Небо пошатывалось, озаряясь широкими полосами; тропа то мягко проваливалась под ногой, то взбухала упругим бугром. И мысли странно вспыхивали и проваливались в багровую мглу.
"Устал. Безумно устал. Безумно — идти в гору. И пешком, без носильщиков. Безумие… Не забыть — завтра в лавке выбрать акварели: бедный Пьер обожает голубые картинки… Как ослепительны факелы! Сальваторе мрачен и прекрасен — Вергилий! Левушка, бедняга, молодцом. И наша коляска вся облита заревом — боже, как восхитительно!"
— Папенька, а ногам все еще жарко! Увас ноги горячие?
— Да, милый.
"Да, ногам все еще горячо… А сердце-то, сердце! Совсем молодое. Бесстыдно молодое! Какое чудесное пламя… Сонечке, поджигательнице, и лесному Путятушке — завтра же поутру написать. И Саблеру тысячу двести — на безумного Пьера… Но как прекрасно! Начинается жизнь… Но я прав в споре с моим ангелом: смерти нет! Махина камня мертво проспала тысячи лет, а в недрах — бессонный огонь. И выбитая тысячами шагов тропа весной прорастает самой свежей травою".
— Папа, как вы думаете, успеем?
— Что?
— Воротиться до маменьки?
— А… Наверно. Конечно!
"Настенька, бедный ангел мой… Но как долго едем! Левушка спит… Нет, мы не попадем на виллу ранее завтрашнего утра. И дурак камердинер все расскажет… Не успеем, — конечно же не успеем. Всю жизнь опаздывать, боже мой…"

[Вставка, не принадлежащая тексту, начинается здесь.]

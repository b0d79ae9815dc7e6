//! Extended-attribute fingerprinting via the `xattr` crate.

use hardlinkable_core::XattrFingerprint;
use std::path::Path;

/// Reads every extended attribute on `path` and folds it into an
/// order-independent [`XattrFingerprint`]. Returns `absent()` (not an
/// error) when the platform or filesystem doesn't support xattrs at all,
/// since that's equivalent to "no attributes to compare" for our
/// purposes; a genuine read failure on a per-attribute basis is logged
/// and that attribute is skipped rather than aborting the whole file.
pub fn fingerprint(path: &Path) -> XattrFingerprint {
    let names = match xattr::list(path) {
        Ok(names) => names,
        Err(_) => return XattrFingerprint::absent(),
    };

    let mut pairs = Vec::new();
    for name in names {
        match xattr::get(path, &name) {
            Ok(Some(value)) => pairs.push((name, value)),
            Ok(None) => {}
            Err(e) => {
                log::debug!("xattr read failed for {} on {}: {}", name.to_string_lossy(), path.display(), e);
            }
        }
    }

    if pairs.is_empty() {
        XattrFingerprint::absent()
    } else {
        XattrFingerprint::from_pairs(pairs)
    }
}
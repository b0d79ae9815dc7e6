//! Running counters for one scan.

/// All counters from §4.6, plus the rejection breakdown from §7's error
/// table. Every field is a plain running total so the accumulator can be
/// serialized directly for `--json` output by the CLI layer.
#[derive(Debug, Clone, Default)]
pub struct Stats {
    pub directories_visited: u64,
    pub files_visited: u64,
    pub inodes_admitted: u64,
    pub comparisons: u64,
    pub hashes_computed: u64,

    pub current_hardlinked_bytes: u64,
    pub additional_bytes_saveable: u64,

    pub too_small: u64,
    pub too_large: u64,
    pub non_regular_skipped: u64,
    pub unequal_file_times: u64,
    pub unequal_modes: u64,
    pub unequal_ownership: u64,
    pub unequal_xattr: u64,
    pub unequal_names: u64,
    pub content_mismatches: u64,
    pub indeterminate_comparisons: u64,

    pub remaining_unlinkable: u64,
}

impl Stats {
    pub fn new() -> Self {
        Self::default()
    }

    pub fn total_bytes_saveable(&self) -> u64 {
        self.current_hardlinked_bytes + self.additional_bytes_saveable
    }
}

— Ах, скорее! PiЫ presto! Per l'amor di Dio… [178]
Измученный бессонницей, но по-прежнему энергичный веттурино придержал лошадей возле пиний, болезненно бледных в лучах рассвета.
"Пинии. Мара", — мелькнуло в сознании. Он кивнул ухмыляющемуся вознице и, мягко толкнув расслабленного Левушку в объятье подскочившего камердинера, взбежал по ступеням.
Громкое, с лающими захлебами рыданье Сашеньки, словно бы обрадовавшись, рванулось навстречу.
— Па… папенька! Что вы наделали. Ах, папенька…
Он отстранил дочь; задыхаясь, вошел в спальню жены.
Настасья Львовна лежала за раздернутым пологом, немая и неподвижная.
Он рухнул на колени; схватил мертвенно холодную руку, покрыл ее исступленными поцелуями, прижал к своей грохочущей груди…
К вечеру она оправилась. Врач, молоденький итальянец с каштановым коком над красивым романтическим лбом, поставил сердечный компресс и дал успокоительную микстуру.
— Мой муж. Mon pauvre mari… [179] — в отчаяньи пролепета она. — Боже, какое безумие эта поездка! Этот вулкан — всё, всё…
Опираясь на руку дочери, она приблизилась к нему.
Он дремал у окна, прерывисто втягивая воздух, душный от лекарств и сухого аромата разморенных пиний. Внизу слышались бранчливые клики лаццарони, волны с ласковым ворчаньем накатывались на берег.
— Mais qu'est-ce que c'est — спросила она, умоляюще стискивая пальцы.- C'est dangereux? [180]
— La congestion cИrИbrale [181],- неуверенно пробормотал доктор и взял руку больного.- Le pouls va… [182]
Ночь миновала покойно.
На рассвете он пришел в себя и, слабо улыбаясь, повторил давешние свои слова о том, что разлука невозможна для истинно любящих, что смерть не имеет той власти и того зловещего облика, которые представляются душам, не знающим и боящимся ее.